The room was filled with well-meaning, New Age seekers, all rapt with attention as Don Alberto expounded the simple virtues of a relationship with nature, the need for things to be less tense and complicated; a personal empowerment to let go of our obsessions, fears, and pessimism, so that something new can enter.

His teaching is, in the end, probably not too far off some of the material we are more familiar with from modern Western spiritual practices; but the language is different, a heartfelt, less complicated message that extols the virtues of relationship with the planet, not in the political or sentimental terms that our intellectual society gives us, but instead a call to something more direct—more practical and organic.

Skeptics, cynics, and modern medicine will undoubtedly discount what the Don Albertos of the world say; yet have they offered us anything better? It seems not. Modernism, what one might call non-traditional culture, cultivates exploitative relationships rather than cooperative ones. We exploit nature; we exploit one another. I recall one wag who said "in capitalism, man exploits man; in socialism, it's the opposite."

We forget the emotive value of our relationship with simple things like water, the forest; a soft voice singing and a thumb beating gently on a drum. There's a numbness in us, born of sensory overload, a surfeit of data, and the compulsion to shovel everything we can into our mouths, our ears, and our eyes, for fear that we might miss something.

Don Alberto's approach is, perhaps, too simple for most "developed" folks; we don't come from the mountains in Ecuador, and we're not surrounded by nature. Most of us live in the suburbs or cities, and our contact with nature is minimal at best. But his reminders are vitally important. As Edward O. Wilson has pointed out, our organisms originally evolved specifically for taking in impressions of the natural world. Starving ourselves of these impressions, he argues, actually creates psychological deficits which we are unaware of.

 Those of us with a slightly less biological, more spiritual tilt might put it in other, more personal terms: only if we fulfill this duty to ourselves and the planet can we help grow a whole Being. Things have become unbalanced; and in our characteristic sense and manner of approaching the world, we create environmental movements, causes, grand gestures to push things back in the right direction. We forget the very small gestures that can be made within ourselves, in the places where real change actually might occur; as Don Alberto advised us, touching the petals of a flower. Or drinking a glass of water much more slowly, to appreciate its qualities. No extravagant claims; just a request that we place our attention where it belongs. Right here, right now.

Perhaps we have become too modern to believe in the apparent naïveté of a sacred quality in water itself; of the idea that a feather can be used to brush away negative thoughts. But if so, I think we've lost more than we imagine. A sense of the magical is needed in life, and once it's exterminated, what is left? Each one of these gestures and ideas touches an unknown that lies beyond the reach of our ordinary senses; each one of them inspires a part of us that has a wish for the good.

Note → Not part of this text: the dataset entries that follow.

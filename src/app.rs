//! The main application logic, decoupled from the entry point.

use std::net::SocketAddr;
use std::sync::Arc;

use anyhow::{Context, Result};
use tokio::net::TcpListener;
use tokio::sync::watch;
use tracing::{error, info, warn};

use crate::config::Config;
use crate::core::Notifier;
use crate::deduplication::DedupeCache;
use crate::dispatch::Dispatcher;
use crate::internal_metrics::{Metrics, MetricsBuilder};
use crate::notification::TaggedNotifier;
use crate::routing::RoutingTable;
use crate::server::{self, GatewayState};
use crate::task_manager::TaskManager;

/// A handle to the running application, containing all its task handles.
pub struct App {
    task_manager: TaskManager,
    listen_addr: SocketAddr,
    metrics_addr: Option<SocketAddr>,
    shutdown_rx: watch::Receiver<bool>,
}

impl App {
    /// Creates a new `AppBuilder` to construct an `App`.
    pub fn builder(config: Config) -> AppBuilder {
        AppBuilder::new(config)
    }

    /// Address the gateway API is actually bound to.
    pub fn listen_addr(&self) -> SocketAddr {
        self.listen_addr
    }

    /// Address of the metrics scrape endpoint, when enabled.
    pub fn metrics_addr(&self) -> Option<SocketAddr> {
        self.metrics_addr
    }

    /// Waits for the shutdown signal and then gracefully shuts down all tasks.
    pub async fn run(self) -> Result<()> {
        let mut shutdown_rx = self.shutdown_rx;
        shutdown_rx.changed().await.ok();
        info!("Shutdown signal received. Waiting for tasks to complete...");

        self.task_manager.shutdown().await;

        info!("All tasks shut down.");
        Ok(())
    }
}

/// Builder for the main application.
///
/// This pattern allows for a clean separation of concerns between constructing
/// the application's components and running the application. It also provides
/// a convenient way to override components for testing purposes.
pub struct AppBuilder {
    config: Config,
    notifier_override: Option<Arc<dyn Notifier>>,
    metrics_override: Option<Metrics>,
}

impl AppBuilder {
    /// Creates a new `AppBuilder` with the given configuration.
    pub fn new(config: Config) -> Self {
        Self {
            config,
            notifier_override: None,
            metrics_override: None,
        }
    }

    /// Overrides the delivery backend for testing.
    pub fn notifier_override(mut self, notifier: Arc<dyn Notifier>) -> Self {
        self.notifier_override = Some(notifier);
        self
    }

    /// Overrides the metrics system for testing.
    pub fn metrics_override(mut self, metrics: Metrics) -> Self {
        self.metrics_override = Some(metrics);
        self
    }

    /// Builds and initializes all application components, returning a runnable `App`.
    pub async fn build(self, shutdown_rx: watch::Receiver<bool>) -> Result<App> {
        let config = self.config;
        config.validate()?;
        let routing = Arc::new(RoutingTable::from_config(&config)?);
        let mut task_manager = TaskManager::new();

        // =========================================================================
        // 1. Initialize Metrics
        // =========================================================================
        let (metrics, metrics_server_info) = match self.metrics_override {
            Some(metrics) => (metrics, None),
            None => MetricsBuilder::new(config.metrics.clone()).build(shutdown_rx.clone()),
        };

        let metrics_addr = if let Some((metrics_server, addr)) = metrics_server_info {
            task_manager.spawn("MetricsServer", metrics_server.run());
            info!("Metrics server listening on {}", addr);
            Some(addr)
        } else {
            None
        };

        // =========================================================================
        // 2. Delivery Backend
        // =========================================================================
        let notifier: Arc<dyn Notifier> = match self.notifier_override {
            Some(notifier) => notifier,
            None => {
                let notifier = TaggedNotifier::from_config(&config.channels, &routing)?;
                if notifier.target_count() == 0 {
                    warn!("no notification targets configured; every delivery will be skipped");
                }
                Arc::new(notifier)
            }
        };

        // =========================================================================
        // 3. Dispatch Pipeline
        // =========================================================================
        let dedupe = Arc::new(DedupeCache::new(
            routing.dedupe_window_ms(),
            routing.dedupe_max_entries(),
        ));
        let dispatcher = Arc::new(Dispatcher::new(Arc::clone(&routing), dedupe, notifier));

        // =========================================================================
        // 4. Gateway API Server
        // =========================================================================
        let state = Arc::new(GatewayState {
            routing: Arc::clone(&routing),
            dispatcher,
            ingest_token: config.auth.ingest_token.trim().to_string(),
            webhook_token: config.auth.webhook_token.trim().to_string(),
            metrics,
        });
        let router = server::router(state);
        let listener = TcpListener::bind(config.listen_address)
            .await
            .with_context(|| format!("failed to bind gateway to {}", config.listen_address))?;
        let listen_addr = listener
            .local_addr()
            .context("gateway listener has no local address")?;
        info!("Gateway listening on {}", listen_addr);

        let mut server_shutdown_rx = shutdown_rx.clone();
        task_manager.spawn("GatewayServer", async move {
            tokio::select! {
                biased;
                _ = server_shutdown_rx.changed() => {
                    info!("Gateway server received shutdown signal.");
                }
                result = axum::serve(listener, router.into_make_service()) => {
                    if let Err(e) = result {
                        error!("Gateway server error: {}", e);
                    }
                }
            }
        });

        Ok(App {
            task_manager,
            listen_addr,
            metrics_addr,
            shutdown_rx,
        })
    }
}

This is certainly the central message Don Alberto brought; we do have a wish for the good in ourselves, and we can cultivate it. We can exhale the things in our lives that create negativity, and  make room to receive something new; something different.

In these small ways, in this search to rekindle our wish for the good, we can make a difference that begins at home, right here, right now; not on the scale of nations and governments, but on the scale of our own Being.

Thanks, Don Alberto, for reminding us of that so gently, and with so much love.